Collected data entries:

────────────────────

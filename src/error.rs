//! Error types for pupilcourse
//!
//! Errors only arise at the edges (file I/O, CSV framing, configuration).
//! The analysis passes themselves never fail: missing or malformed data on a
//! single trial degrades to unset output fields, never to an aborted run.

use thiserror::Error;

/// Errors that can occur while reading input or writing output
#[derive(Debug, Error)]
pub enum AnalysisError {
    #[error("I/O error: {0}")]
    Io(#[from] std::io::Error),

    #[error("CSV error: {0}")]
    Csv(#[from] csv::Error),

    #[error("Invalid JSON: {0}")]
    JsonError(#[from] serde_json::Error),

    #[error("Invalid configuration: {0}")]
    ConfigError(String),
}
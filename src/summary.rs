//! Trial summaries
//!
//! Folds the per-bucket results into one record per trial: identity and
//! condition fields from the trial's first row, the four fixation-window
//! averages, and the pooled fix2+fix3 average.

use crate::types::{Sample, ScoredRow, TrialSummary, WindowLabel};
use crate::windows::WindowStats;
use std::collections::HashMap;

/// Build one summary record per trial, ordered by first appearance in the
/// row stream.
pub fn build_summaries(rows: &[ScoredRow], stats: &WindowStats) -> Vec<TrialSummary> {
    let mut order: Vec<i64> = Vec::new();
    let mut seeds: HashMap<i64, &Sample> = HashMap::new();

    for scored in rows {
        let trial_id = scored.row.sample.trial_id;
        if !seeds.contains_key(&trial_id) {
            order.push(trial_id);
            seeds.insert(trial_id, &scored.row.sample);
        }
    }

    order
        .into_iter()
        .map(|trial_id| {
            let sample = seeds[&trial_id];
            let windows = stats.get(&trial_id);
            let fix_avg = |n: u8| {
                windows
                    .and_then(|m| m.get(&WindowLabel::Fix(n)))
                    .and_then(|stat| stat.accum.avg())
            };

            // Pooled fix2+fix3: combined totals over combined counts, not a
            // mean of the two averages.
            let mut total = 0.0;
            let mut count = 0u32;
            for n in [2u8, 3] {
                if let Some(stat) = windows.and_then(|m| m.get(&WindowLabel::Fix(n))) {
                    total += stat.accum.total;
                    count += stat.accum.count;
                }
            }
            let fix2_fix3_avg = if count > 0 {
                Some(total / count as f64)
            } else {
                None
            };

            TrialSummary {
                subject: sample.subject.clone(),
                trial_id,
                accuracy: sample.accuracy,
                reaction_time_ms: sample.reaction_time_ms,
                category: sample.category.clone(),
                set_condition: sample.set_condition.clone(),
                position_false_shape: sample.position_false_shape.clone(),
                fix_pupil_avg: [fix_avg(1), fix_avg(2), fix_avg(3), fix_avg(4)],
                fix2_fix3_avg,
            }
        })
        .collect()
}

#[cfg(test)]
mod tests {
    use super::*;
    use crate::types::{BaselineAccum, BucketRow, WindowStat};

    fn make_scored(trial: i64, subject: &str, window: WindowLabel) -> ScoredRow {
        ScoredRow {
            row: BucketRow {
                sample: Sample {
                    subject: subject.to_string(),
                    trial_id: trial,
                    accuracy: 1,
                    reaction_time_ms: 850,
                    category: "span3".to_string(),
                    set_condition: "SET".to_string(),
                    position_false_shape: "2".to_string(),
                    ..Default::default()
                },
                window,
                normalized_time_ms: 0,
                pupil_avg: Some(4.0),
                pupil_roll: None,
                member_count: 1,
            },
            trial_baseline: None,
            tepr: None,
            tepr_fix: None,
            iepr: None,
        }
    }

    fn stats_with(trial: i64, entries: &[(WindowLabel, u32, f64)]) -> WindowStats {
        let mut stats = WindowStats::new();
        let inner = stats.entry(trial).or_default();
        for &(window, count, total) in entries {
            inner.insert(
                window,
                WindowStat {
                    start: 0.0,
                    end: 0.0,
                    accum: BaselineAccum { count, total },
                },
            );
        }
        stats
    }

    #[test]
    fn test_summary_seeded_from_first_row() {
        let rows = vec![
            make_scored(7, "s01", WindowLabel::Item(1)),
            make_scored(7, "s01", WindowLabel::Fix(1)),
        ];
        let summaries = build_summaries(&rows, &WindowStats::new());

        assert_eq!(summaries.len(), 1);
        let summary = &summaries[0];
        assert_eq!(summary.subject, "s01");
        assert_eq!(summary.trial_id, 7);
        assert_eq!(summary.accuracy, 1);
        assert_eq!(summary.reaction_time_ms, 850);
        assert_eq!(summary.set_condition, "SET");
    }

    #[test]
    fn test_fixation_averages_and_pooled_average() {
        let rows = vec![make_scored(7, "s01", WindowLabel::Item(1))];
        let stats = stats_with(
            7,
            &[
                (WindowLabel::Fix(1), 2, 8.0),
                (WindowLabel::Fix(2), 1, 4.0),
                (WindowLabel::Fix(3), 3, 15.0),
            ],
        );
        let summaries = build_summaries(&rows, &stats);

        let summary = &summaries[0];
        assert_eq!(summary.fix_pupil_avg[0], Some(4.0));
        assert_eq!(summary.fix_pupil_avg[1], Some(4.0));
        assert_eq!(summary.fix_pupil_avg[2], Some(5.0));
        assert_eq!(summary.fix_pupil_avg[3], None);
        // (4.0 + 15.0) / (1 + 3), not mean(4.0, 5.0)
        assert!((summary.fix2_fix3_avg.unwrap() - 4.75).abs() < 1e-9);
    }

    #[test]
    fn test_pooled_average_unset_without_valid_samples() {
        let rows = vec![make_scored(7, "s01", WindowLabel::Item(1))];
        let stats = stats_with(
            7,
            &[
                (WindowLabel::Fix(2), 0, 0.0),
                (WindowLabel::Fix(3), 0, 0.0),
            ],
        );
        let summaries = build_summaries(&rows, &stats);

        assert_eq!(summaries[0].fix2_fix3_avg, None);
        assert_eq!(summaries[0].fix_pupil_avg, [None, None, None, None]);
    }

    #[test]
    fn test_trials_ordered_by_first_appearance() {
        let rows = vec![
            make_scored(9, "s01", WindowLabel::Item(1)),
            make_scored(3, "s01", WindowLabel::Item(1)),
            make_scored(9, "s01", WindowLabel::Fix(1)),
        ];
        let summaries = build_summaries(&rows, &WindowStats::new());

        let trials: Vec<i64> = summaries.iter().map(|s| s.trial_id).collect();
        assert_eq!(trials, vec![9, 3]);
    }
}
//! Evoked-response derivation
//!
//! The final pass over the bucketed rows: with the trial and fixation
//! baseline maps finalized, each row receives its baseline-relative response
//! metrics. A missing baseline never aborts anything; the corresponding
//! metric is simply left unset.

use crate::baseline::{FixationBaselines, TrialBaselines};
use crate::config::AnalysisConfig;
use crate::types::{BucketRow, ScoredRow};

/// Pass 4: annotate every bucket row with TEPR, TEPR_fix and IEPR.
///
/// - `TEPR` subtracts the trial's item1-window baseline.
/// - `TEPR_fix` subtracts the trial's fix1 baseline.
/// - `IEPR` subtracts the fixation baseline preceding the row's item,
///   falling back to the same item's fixation when no preceding one exists.
///
/// The trial baseline average is copied onto every row of the trial whenever
/// it is defined, independent of the row's own value.
pub fn derive_responses(
    rows: Vec<BucketRow>,
    trial_baselines: &TrialBaselines,
    fixation_baselines: &FixationBaselines,
    config: &AnalysisConfig,
) -> Vec<ScoredRow> {
    rows.into_iter()
        .map(|row| {
            let trial_id = row.sample.trial_id;
            let trial_baseline = trial_baselines.get(&trial_id).and_then(|b| b.avg());
            let fix_avg = |index: u8| {
                fixation_baselines
                    .get(&trial_id)
                    .and_then(|m| m.get(&index))
                    .and_then(|b| b.avg())
            };

            let value = config.chosen_value(&row).filter(|v| *v > 0.0);
            let item = row.window.item_index();

            let tepr = match (value, trial_baseline) {
                (Some(v), Some(baseline)) => Some(v - baseline),
                _ => None,
            };
            let tepr_fix = value.and_then(|v| fix_avg(1).map(|baseline| v - baseline));
            let iepr = value.and_then(|v| {
                // item 1 has no preceding fixation; fix_avg(0) is always None
                fix_avg(item.wrapping_sub(1))
                    .or_else(|| fix_avg(item))
                    .map(|baseline| v - baseline)
            });

            ScoredRow {
                row,
                trial_baseline,
                tepr,
                tepr_fix,
                iepr,
            }
        })
        .collect()
}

────────────────────

* ABOUT THIS TASK
What lines above contain the word "FixationBaselines"? Please copy each one.

* TASK SOLUTION
use crate::baseline::{FixationBaselines, TrialBaselines};
    fixation_baselines: &FixationBaselines,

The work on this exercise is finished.